The effects of OD (in vitro)

With the exception of an increase in fictive breath duration at pH 8.0(Fig. 3E; P=0.014), OD had no effect on any variable in the control group (see Figs 2, 3, panels A,C,E; fictive breathing frequency, P=0.649; fictive episodes min-1, P=0.080; fictive breaths per episode, P=0.154; integrated area of the fictive breath, P=0.122; total fictive ventilation index, P=0.797).

Following CHC, OD caused a reduction in fictive breathing frequency at aCSF pH levels of 7.8 and 7.5 (compare CHC OI with CHC OD in Fig. 2B; P<0.001)and a reduction in both the number of fictive episodes min-1(Fig. 2D; P<0.001)and fictive breaths per episode (Fig. 2F; P<0.001) at all three aCSF pH levels.
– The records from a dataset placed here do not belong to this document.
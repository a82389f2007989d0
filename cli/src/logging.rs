//! Tracing setup, grounded on the teacher's `app.rs::init_logging`: an
//! app-specific env var takes precedence over `RUST_LOG`, falling back to
//! a sane default directive.

use scbridge_core::constants::{APP_NAME, ENV_LOG};

pub fn init(debug: bool) {
    let default_filter = if debug { format!("debug,{APP_NAME}=trace") } else { format!("info,{APP_NAME}=info") };

    let filter = std::env::var(ENV_LOG).or_else(|_| std::env::var("RUST_LOG")).unwrap_or(default_filter);

    tracing_subscriber::fmt()
        .with_target(false)
        .with_thread_ids(false)
        .with_level(true)
        .with_ansi(true)
        .compact()
        .with_env_filter(filter)
        .init();
}
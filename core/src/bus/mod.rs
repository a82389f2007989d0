//! The Message Bus (spec §3/§4.2): in-process pub/sub with bounded history
//! replay, independent level filtering per subscriber, and a distinct
//! named-event channel.
//!
//! All mutating and replay-sensitive operations — publish, subscribe (with
//! optional replay), unsubscribe — are serialized through a single worker
//! task reading one unbounded [`mpsc`] queue. That gives the "no live
//! message interleaves ahead of a new subscriber's replay" guarantee (spec
//! §8 scenario 4) for free: the queue order *is* the delivery order, so a
//! `Subscribe` command always finishes replaying history before any
//! `Publish` enqueued after it is processed.

mod filter;
mod history;

pub use filter::{FilterMap, FilterValue};

use std::collections::HashMap;
use std::panic::{catch_unwind, AssertUnwindSafe};
use std::sync::atomic::{AtomicBool, AtomicU64, Ordering};
use std::sync::Arc;

use tokio::sync::{mpsc, oneshot};
use tracing::warn;

use crate::constants::{BUS_QUEUE_CAPACITY, DEFAULT_HISTORY_CAPACITY};
use crate::error::BusError;
use crate::message::{EventArgs, Message, MessageLevel};

use history::HistoryRing;

pub type MessageCallback = Arc<dyn Fn(&Message) + Send + Sync>;
pub type EventCallback = Arc<dyn Fn(&EventArgs) + Send + Sync>;

struct Subscriber {
    name: String,
    filters: FilterMap,
    callback: MessageCallback,
}

struct EventSubscriber {
    id: u64,
    callback: EventCallback,
}

enum Command {
    Publish(Message),
    Subscribe {
        name: String,
        filters: FilterMap,
        callback: MessageCallback,
        replay: Option<ReplayRequest>,
        reply: oneshot::Sender<String>,
    },
    Unsubscribe {
        name: String,
        reply: oneshot::Sender<Result<(), BusError>>,
    },
    On {
        name: String,
        callback: EventCallback,
        reply: oneshot::Sender<u64>,
    },
    Off {
        name: String,
        id: u64,
        reply: oneshot::Sender<Result<(), BusError>>,
    },
    Emit {
        name: String,
        args: EventArgs,
    },
    GetHistory {
        max_messages: Option<usize>,
        min_level: Option<MessageLevel>,
        pattern_name: Option<String>,
        reply: oneshot::Sender<Vec<Message>>,
    },
    SetFilter {
        name: String,
        filters: FilterMap,
        reply: oneshot::Sender<Result<(), BusError>>,
    },
    GetFilter {
        name: String,
        reply: oneshot::Sender<Result<FilterMap, BusError>>,
    },
    Stop,
}

struct ReplayRequest {
    max_messages: Option<usize>,
    min_level: Option<MessageLevel>,
    pattern_name: Option<String>,
}

struct Worker {
    subscribers: Vec<Subscriber>,
    event_subscribers: HashMap<String, Vec<EventSubscriber>>,
    history: HistoryRing,
}

impl Worker {
    fn new(history_capacity: usize) -> Self {
        Self {
            subscribers: Vec::new(),
            event_subscribers: HashMap::new(),
            history: HistoryRing::new(history_capacity),
        }
    }

    fn handle(&mut self, cmd: Command) -> bool {
        match cmd {
            Command::Publish(message) => {
                self.history.push(message.clone());
                for sub in &self.subscribers {
                    if filter::passes(&message, &sub.filters) {
                        invoke_message_callback(&sub.callback, &message);
                    }
                }
            }
            Command::Subscribe { name, filters, callback, replay, reply } => {
                if let Some(r) = replay {
                    let snapshot = self.history.snapshot(r.max_messages, r.min_level, r.pattern_name.as_deref());
                    for message in &snapshot {
                        if filter::passes(message, &filters) {
                            invoke_message_callback(&callback, message);
                        }
                    }
                }
                // Re-subscribing under an existing name replaces the prior entry.
                self.subscribers.retain(|s| s.name != name);
                self.subscribers.push(Subscriber { name: name.clone(), filters, callback });
                let _ = reply.send(name);
            }
            Command::Unsubscribe { name, reply } => {
                let before = self.subscribers.len();
                self.subscribers.retain(|s| s.name != name);
                let result = if self.subscribers.len() < before {
                    Ok(())
                } else {
                    Err(BusError::UnknownSubscription(name))
                };
                let _ = reply.send(result);
            }
            Command::On { name, callback, reply } => {
                let id = next_id();
                self.event_subscribers.entry(name).or_default().push(EventSubscriber { id, callback });
                let _ = reply.send(id);
            }
            Command::Off { name, id, reply } => {
                let result = match self.event_subscribers.get_mut(&name) {
                    Some(subs) => {
                        let before = subs.len();
                        subs.retain(|s| s.id != id);
                        if subs.len() < before {
                            Ok(())
                        } else {
                            Err(BusError::UnknownEventSubscription(id))
                        }
                    }
                    None => Err(BusError::UnknownEventSubscription(id)),
                };
                let _ = reply.send(result);
            }
            Command::Emit { name, args } => {
                if let Some(subs) = self.event_subscribers.get(&name) {
                    for sub in subs {
                        invoke_event_callback(&sub.callback, &args);
                    }
                }
            }
            Command::GetHistory { max_messages, min_level, pattern_name, reply } => {
                let snapshot = self.history.snapshot(max_messages, min_level, pattern_name.as_deref());
                let _ = reply.send(snapshot);
            }
            Command::SetFilter { name, filters, reply } => {
                let result = match self.subscribers.iter_mut().find(|s| s.name == name) {
                    Some(sub) => {
                        sub.filters = filters;
                        Ok(())
                    }
                    None => Err(BusError::UnknownSubscription(name)),
                };
                let _ = reply.send(result);
            }
            Command::GetFilter { name, reply } => {
                let result = self
                    .subscribers
                    .iter()
                    .find(|s| s.name == name)
                    .map(|s| s.filters.clone())
                    .ok_or_else(|| BusError::UnknownSubscription(name));
                let _ = reply.send(result);
            }
            Command::Stop => return false,
        }
        true
    }
}

fn invoke_message_callback(callback: &MessageCallback, message: &Message) {
    let callback = callback.clone();
    let message = message.clone();
    if catch_unwind(AssertUnwindSafe(|| callback(&message))).is_err() {
        warn!("message bus subscriber callback panicked; isolated and ignored");
    }
}

fn invoke_event_callback(callback: &EventCallback, args: &EventArgs) {
    let callback = callback.clone();
    let args = args.clone();
    if catch_unwind(AssertUnwindSafe(|| callback(&args))).is_err() {
        warn!("message bus event callback panicked; isolated and ignored");
    }
}

static NEXT_ID: AtomicU64 = AtomicU64::new(1);

fn next_id() -> u64 {
    NEXT_ID.fetch_add(1, Ordering::Relaxed)
}

/// Options for [`MessageBus::subscribe_with_replay`].
#[derive(Debug, Clone, Default)]
pub struct ReplayOptions {
    pub max_messages: Option<usize>,
    pub min_level: Option<MessageLevel>,
    pub pattern_name: Option<String>,
}

/// Handle to the running bus. Cloning shares the same worker and history.
#[derive(Clone)]
pub struct MessageBus {
    tx: mpsc::UnboundedSender<Command>,
    debug_mode: Arc<AtomicBool>,
}

impl MessageBus {
    /// Start the bus with the default history capacity (spec §3).
    pub fn start() -> Self {
        Self::start_with_capacity(DEFAULT_HISTORY_CAPACITY)
    }

    pub fn start_with_capacity(history_capacity: usize) -> Self {
        let (tx, mut rx) = mpsc::unbounded_channel::<Command>();
        tokio::spawn(async move {
            let mut worker = Worker::new(history_capacity);
            while let Some(cmd) = rx.recv().await {
                if !worker.handle(cmd) {
                    break;
                }
            }
        });
        Self {
            tx,
            debug_mode: Arc::new(AtomicBool::new(false)),
        }
    }

    pub async fn publish(&self, message: Message) -> Result<(), BusError> {
        self.tx.send(Command::Publish(message)).map_err(|_| BusError::Stopped)
    }

    /// Subscribe without replay. Subscriptions are uniquely named;
    /// re-subscribing under an existing name replaces the prior entry and
    /// drops its callback.
    pub async fn subscribe(
        &self,
        name: impl Into<String>,
        filters: FilterMap,
        callback: MessageCallback,
    ) -> Result<String, BusError> {
        self.subscribe_inner(name.into(), filters, callback, None).await
    }

    /// Subscribe, first replaying a filtered slice of history atomically
    /// with respect to concurrent publishes (spec §8 scenario 4).
    pub async fn subscribe_with_replay(
        &self,
        name: impl Into<String>,
        filters: FilterMap,
        callback: MessageCallback,
        replay: ReplayOptions,
    ) -> Result<String, BusError> {
        self.subscribe_inner(
            name.into(),
            filters,
            callback,
            Some(ReplayRequest {
                max_messages: replay.max_messages,
                min_level: replay.min_level,
                pattern_name: replay.pattern_name,
            }),
        )
        .await
    }

    async fn subscribe_inner(
        &self,
        name: String,
        filters: FilterMap,
        callback: MessageCallback,
        replay: Option<ReplayRequest>,
    ) -> Result<String, BusError> {
        let (reply_tx, reply_rx) = oneshot::channel();
        self.tx
            .send(Command::Subscribe { name, filters, callback, replay, reply: reply_tx })
            .map_err(|_| BusError::Stopped)?;
        reply_rx.await.map_err(|_| BusError::Stopped)
    }

    pub async fn unsubscribe(&self, name: &str) -> Result<(), BusError> {
        let (reply_tx, reply_rx) = oneshot::channel();
        self.tx
            .send(Command::Unsubscribe { name: name.to_string(), reply: reply_tx })
            .map_err(|_| BusError::Stopped)?;
        reply_rx.await.map_err(|_| BusError::Stopped)?
    }

    pub async fn on(&self, name: impl Into<String>, callback: EventCallback) -> Result<u64, BusError> {
        let (reply_tx, reply_rx) = oneshot::channel();
        self.tx
            .send(Command::On { name: name.into(), callback, reply: reply_tx })
            .map_err(|_| BusError::Stopped)?;
        reply_rx.await.map_err(|_| BusError::Stopped)
    }

    pub async fn off(&self, name: impl Into<String>, id: u64) -> Result<(), BusError> {
        let (reply_tx, reply_rx) = oneshot::channel();
        self.tx
            .send(Command::Off { name: name.into(), id, reply: reply_tx })
            .map_err(|_| BusError::Stopped)?;
        reply_rx.await.map_err(|_| BusError::Stopped)?
    }

    pub async fn emit(&self, name: impl Into<String>, args: EventArgs) -> Result<(), BusError> {
        self.tx.send(Command::Emit { name: name.into(), args }).map_err(|_| BusError::Stopped)
    }

    pub async fn get_history(
        &self,
        max_messages: Option<usize>,
        min_level: Option<MessageLevel>,
        pattern_name: Option<String>,
    ) -> Result<Vec<Message>, BusError> {
        let (reply_tx, reply_rx) = oneshot::channel();
        self.tx
            .send(Command::GetHistory { max_messages, min_level, pattern_name, reply: reply_tx })
            .map_err(|_| BusError::Stopped)?;
        reply_rx.await.map_err(|_| BusError::Stopped)
    }

    pub async fn set_filter(&self, name: &str, filters: FilterMap) -> Result<(), BusError> {
        let (reply_tx, reply_rx) = oneshot::channel();
        self.tx
            .send(Command::SetFilter { name: name.to_string(), filters, reply: reply_tx })
            .map_err(|_| BusError::Stopped)?;
        reply_rx.await.map_err(|_| BusError::Stopped)?
    }

    pub async fn get_filter(&self, name: &str) -> Result<FilterMap, BusError> {
        let (reply_tx, reply_rx) = oneshot::channel();
        self.tx
            .send(Command::GetFilter { name: name.to_string(), reply: reply_tx })
            .map_err(|_| BusError::Stopped)?;
        reply_rx.await.map_err(|_| BusError::Stopped)?
    }

    /// Stops the worker task. Further calls return `BusError::Stopped`.
    pub fn stop(&self) {
        let _ = self.tx.send(Command::Stop);
    }

    /// Debug mode bypasses the command queue: it is a hint read by other
    /// subsystems (e.g. the tailer, to decide whether to log raw lines), not
    /// part of the ordering contract the queue protects.
    pub fn set_debug_mode(&self, enabled: bool) {
        self.debug_mode.store(enabled, Ordering::Relaxed);
    }

    pub fn is_debug_mode(&self) -> bool {
        self.debug_mode.load(Ordering::Relaxed)
    }
}
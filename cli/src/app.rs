//! Core application bootstrap, grounded on the teacher's `core::CoreApp`:
//! one struct owning every long-lived subsystem, assembled in dependency
//! order by a single `run()` entrypoint.

use std::sync::Arc;

use anyhow::{Context, Result};
use scbridge_core::bridge::transport::InMemoryTransport;
use scbridge_core::bridge::{BridgeConfig, RealtimeBridge};
use scbridge_core::config::{AppConfig, CliOverrides, DataSource};
use scbridge_core::discord::{DiscordSink, DiscordWebhooks};
use scbridge_core::dispatch::{DataProvider, DispatchQueue, GoogleSheetsProvider, SupabaseProvider};
use scbridge_core::message::EventArgs;
use scbridge_core::profile::{ProfileSubsystem, VipMatcher};
use scbridge_core::ratelimit::{RateLimiter, RateLimiterConfig};
use scbridge_core::tailer::{PatternEngine, PatternEngineConfig, Tailer, TailerConfig, TailerDeps};
use scbridge_core::MessageBus;

use crate::shutdown::ShutdownService;
use crate::{cli, logging};

pub struct CoreApp;

impl CoreApp {
    pub async fn run() -> Result<()> {
        dotenvy::dotenv().ok();

        let overrides: CliOverrides = cli::parse();
        logging::init(overrides.debug);
        tracing::debug!("application starting");

        let config = AppConfig::load(&overrides).context("failed to load configuration")?;

        let bus = MessageBus::start();

        let rate_limiter = Arc::new(RateLimiter::new(RateLimiterConfig {
            timeout: std::time::Duration::from_secs(config.rate_limit_timeout_secs),
            max_duplicates: config.rate_limit_max_duplicates,
            ..Default::default()
        }));

        let webhooks = DiscordWebhooks {
            default_webhook: config.discord_webhook_url.clone(),
            live_webhook: config.live_discord_webhook.clone(),
            ac_webhook: config.ac_discord_webhook.clone(),
            technical_webhook: config.technical_webhook_url.clone(),
        };
        let discord = Arc::new(DiscordSink::new(webhooks, rate_limiter.clone(), config.use_discord));
        let vip = Arc::new(VipMatcher::compile(&config.important_players));
        let discord_patterns = Arc::new(config.discord.keys().cloned().collect());
        discord
            .clone()
            .install(&bus, vip, discord_patterns)
            .await
            .context("failed to install Discord relay")?;
        if config.discord.contains_key("shard_info") {
            discord.clone().install_shard_info(&bus).await.context("failed to install shard_info relay")?;
        }

        let patterns = PatternEngine::compile(PatternEngineConfig {
            regex_patterns: config.regex_patterns.clone().into_iter().collect(),
            messages: config.messages.clone(),
            google_sheets_mapping: config.google_sheets_mapping.iter().cloned().collect(),
            realtime: config.realtime.iter().cloned().collect(),
            scraping: config.scraping.iter().cloned().collect(),
            important_players: config.important_players.clone(),
        })
        .context("failed to compile pattern table")?;
        tracing::info!(
            vip_compiled = patterns.vip_compiled_count(),
            vip_invalid = patterns.vip_invalid_count(),
            "pattern engine compiled"
        );

        let provider: Arc<dyn DataProvider> = match config.datasource {
            DataSource::GoogleSheets => Arc::new(GoogleSheetsProvider::new(
                config.google_sheets_webhook.clone().unwrap_or_default(),
            )),
            DataSource::Supabase => Arc::new(SupabaseProvider::new(
                config.supabase_url.clone().unwrap_or_default(),
                config.supabase_key.clone().unwrap_or_default(),
            )),
        };
        let dispatch = DispatchQueue::start(provider);

        let transport = Arc::new(InMemoryTransport::new());
        let bridge = RealtimeBridge::start(
            BridgeConfig {
                username: config.username.clone(),
                auto_reconnect: config.auto_reconnection,
                excluded_content: Vec::new(),
            },
            transport,
            bus.clone(),
        );
        bridge.connect().await.context("failed to connect realtime bridge")?;

        let profiles = Arc::new(ProfileSubsystem::new(bus.clone(), config.username.clone()));

        let tailer_config = TailerConfig {
            log_path: config.log_file_path.clone(),
            screenshot_dir: config.live_log_path.clone().and_then(|p| p.parent().map(|p| p.to_path_buf())),
            default_username: config.username.clone(),
            process_all: config.process_all,
            process_once: config.process_once,
        };
        let tailer_deps = TailerDeps {
            dispatch: Some(dispatch.clone()),
            bridge: Some(bridge.clone()),
            profiles: Some(profiles),
            scraper: None,
        };
        let tailer = Tailer::with_deps(tailer_config, patterns, bus.clone(), tailer_deps);

        let shutdown = ShutdownService::new(bridge, dispatch, bus.clone());
        shutdown.install_signal_handlers();

        if config.process_all {
            bus.emit("startup", EventArgs::new()).await.ok();
        }

        if config.process_once {
            let mut tailer = tailer;
            let result = tailer.run().await;
            shutdown.shutdown().await;
            result.context("tailer stopped with an error")?;
            return Ok(());
        }

        let tailer_handle = tokio::spawn(async move {
            let mut tailer = tailer;
            if let Err(err) = tailer.run().await {
                tracing::error!(error = %err, "tailer stopped with an error");
            }
        });
        shutdown.register(tailer_handle).await;

        shutdown.wait().await;
        shutdown.shutdown().await;

        Ok(())
    }
}
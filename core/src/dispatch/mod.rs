//! Dispatch Pipeline (spec §4.4): a bounded ingress queue drained by a
//! single batching worker task into a [`DataProvider`] sink.
//!
//! Batching follows the original's algorithm almost line for line — a
//! ~0.5 s timer, ~100 ms polls while filling, submit early once the queue
//! drains — hosted in a dispatcher task shaped like the teacher's
//! `TopicService` worker (single task, bounded queue, snapshot-then-send).

pub mod provider;

pub use provider::{DataProvider, GoogleSheetsProvider, SupabaseProvider};

use std::sync::Arc;
use std::time::Duration;

use serde_json::Value;
use tokio::sync::mpsc;
use tokio::time::Instant;
use tracing::{debug, error, warn};

use crate::constants::{
    DISPATCH_BATCH_MAX_ITEMS, DISPATCH_BATCH_WINDOW_MS, DISPATCH_POLL_INTERVAL_MS, DISPATCH_QUEUE_CAPACITY,
};
use crate::error::DispatchError;

/// One queued item: application data plus the destination sheet name.
#[derive(Debug, Clone)]
pub struct DispatchItem {
    pub data: Value,
    pub sheet: String,
}

enum Command {
    Enqueue(DispatchItem),
    Stop,
}

/// Handle to the running dispatch pipeline. Cloning shares the same worker.
#[derive(Clone)]
pub struct DispatchQueue {
    tx: mpsc::Sender<Command>,
}

impl DispatchQueue {
    pub fn start(provider: Arc<dyn DataProvider>) -> Self {
        let (tx, rx) = mpsc::channel(DISPATCH_QUEUE_CAPACITY);
        tokio::spawn(worker_loop(rx, provider));
        Self { tx }
    }

    /// Enqueue `data` for batched delivery under `sheet` (read from
    /// `data["sheet"]`, falling back to `event_type`). Non-blocking: a full
    /// queue drops the item with a warning rather than applying
    /// backpressure to the caller, matching the "enqueue never blocks"
    /// contract.
    pub fn enqueue(&self, data: Value, event_type: &str) -> Result<(), DispatchError> {
        let sheet = data
            .get("sheet")
            .and_then(Value::as_str)
            .map(str::to_string)
            .unwrap_or_else(|| event_type.to_string());
        let item = DispatchItem { data, sheet };
        match self.tx.try_send(Command::Enqueue(item)) {
            Ok(()) => Ok(()),
            Err(mpsc::error::TrySendError::Full(_)) => {
                warn!("dispatch queue full, dropping item");
                Ok(())
            }
            Err(mpsc::error::TrySendError::Closed(_)) => Err(DispatchError::QueueClosed),
        }
    }

    /// Asks the worker to stop after submitting whatever batch it is
    /// already holding (spec §4.4 step 4, "clean shutdown can join the
    /// queue").
    pub fn stop(&self) {
        let _ = self.tx.try_send(Command::Stop);
    }
}

async fn worker_loop(mut rx: mpsc::Receiver<Command>, provider: Arc<dyn DataProvider>) {
    'outer: loop {
        let mut batch = Vec::with_capacity(DISPATCH_BATCH_MAX_ITEMS);
        let deadline = Instant::now() + Duration::from_millis(DISPATCH_BATCH_WINDOW_MS);
        let poll = Duration::from_millis(DISPATCH_POLL_INTERVAL_MS);

        while batch.len() < DISPATCH_BATCH_MAX_ITEMS && Instant::now() < deadline {
            match tokio::time::timeout(poll, rx.recv()).await {
                Ok(Some(Command::Enqueue(item))) => {
                    batch.push(item);
                    if rx.is_empty() {
                        break;
                    }
                }
                Ok(Some(Command::Stop)) => {
                    if !batch.is_empty() {
                        submit_batch(&provider, batch).await;
                    }
                    break 'outer;
                }
                Ok(None) => break 'outer,
                Err(_elapsed) => {
                    if !batch.is_empty() {
                        break;
                    }
                }
            }
        }

        if !batch.is_empty() {
            submit_batch(&provider, batch).await;
        }
    }
    debug!("dispatch worker stopped");
}

async fn submit_batch(provider: &Arc<dyn DataProvider>, batch: Vec<DispatchItem>) {
    let size = batch.len();
    debug!(size, "processing dispatch batch");
    match provider.process_data(batch).await {
        Ok(()) => debug!(size, "dispatch batch processed"),
        Err(err) => error!(size, %err, "dispatch batch failed"),
    }
}

#[cfg(test)]
mod tests {
    use super::*;
    use std::collections::HashMap;
    use std::sync::atomic::{AtomicUsize, Ordering};
    use tokio::time::sleep;

    struct CountingProvider {
        batches: Arc<std::sync::Mutex<Vec<usize>>>,
        total: Arc<AtomicUsize>,
    }

    #[async_trait::async_trait]
    impl DataProvider for CountingProvider {
        async fn is_connected(&self) -> bool {
            true
        }
        async fn fetch_data(&self, _sheet: &str, _username: Option<&str>) -> Result<Vec<Value>, DispatchError> {
            Ok(Vec::new())
        }
        async fn process_data(&self, batch: Vec<DispatchItem>) -> Result<(), DispatchError> {
            self.total.fetch_add(batch.len(), Ordering::SeqCst);
            self.batches.lock().unwrap().push(batch.len());
            Ok(())
        }
        async fn purge(&self, _sheet: &str) -> Result<(), DispatchError> {
            Ok(())
        }
        async fn fetch_record_hashes(&self, _sheet: &str) -> Result<HashMap<String, String>, DispatchError> {
            Ok(HashMap::new())
        }
        async fn ensure_dynamic_views(&self, _config: &Value) -> Result<(), DispatchError> {
            Ok(())
        }
        async fn view_exists(&self, _name: &str) -> Result<bool, DispatchError> {
            Ok(false)
        }
    }

    #[tokio::test]
    async fn single_item_is_submitted_once_queue_drains() {
        let batches = Arc::new(std::sync::Mutex::new(Vec::new()));
        let total = Arc::new(AtomicUsize::new(0));
        let provider = Arc::new(CountingProvider { batches: batches.clone(), total: total.clone() });
        let queue = DispatchQueue::start(provider);

        queue.enqueue(serde_json::json!({"sheet": "Kills"}), "kill").unwrap();

        for _ in 0..20 {
            if total.load(Ordering::SeqCst) == 1 {
                break;
            }
            sleep(Duration::from_millis(50)).await;
        }
        assert_eq!(total.load(Ordering::SeqCst), 1);
        assert_eq!(batches.lock().unwrap().as_slice(), &[1]);
    }

    #[tokio::test]
    async fn stop_submits_the_partial_batch_before_exiting() {
        let batches = Arc::new(std::sync::Mutex::new(Vec::new()));
        let total = Arc::new(AtomicUsize::new(0));
        let provider = Arc::new(CountingProvider { batches: batches.clone(), total: total.clone() });
        let queue = DispatchQueue::start(provider);

        queue.enqueue(serde_json::json!({}), "death").unwrap();
        queue.enqueue(serde_json::json!({}), "death").unwrap();
        queue.stop();

        for _ in 0..20 {
            if total.load(Ordering::SeqCst) == 2 {
                break;
            }
            sleep(Duration::from_millis(50)).await;
        }
        assert_eq!(total.load(Ordering::SeqCst), 2);
    }

    #[test]
    fn sheet_falls_back_to_event_type_when_data_has_no_sheet_field() {
        let (tx, mut rx) = mpsc::channel(4);
        let queue = DispatchQueue { tx };
        queue.enqueue(serde_json::json!({"foo": "bar"}), "kill").unwrap();
        match rx.try_recv().unwrap() {
            Command::Enqueue(item) => assert_eq!(item.sheet, "kill"),
            Command::Stop => panic!("unexpected stop"),
        }
    }
}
OD in the CHC group caused a reduction in the integrated area of the fictive breaths at all aCSF pH levels (Fig. 3B; P=0.002) and a decrease in the total fictive ventilation index(Fig. 3D; P<0.001)at aCSF pH levels of 7.5 and 7.8. There was no effect of OD on fictive breath duration in the CHC group (Fig. 3F; P=0.695).

The effects of altered aCSF pH following CHO and CHH (in vitro)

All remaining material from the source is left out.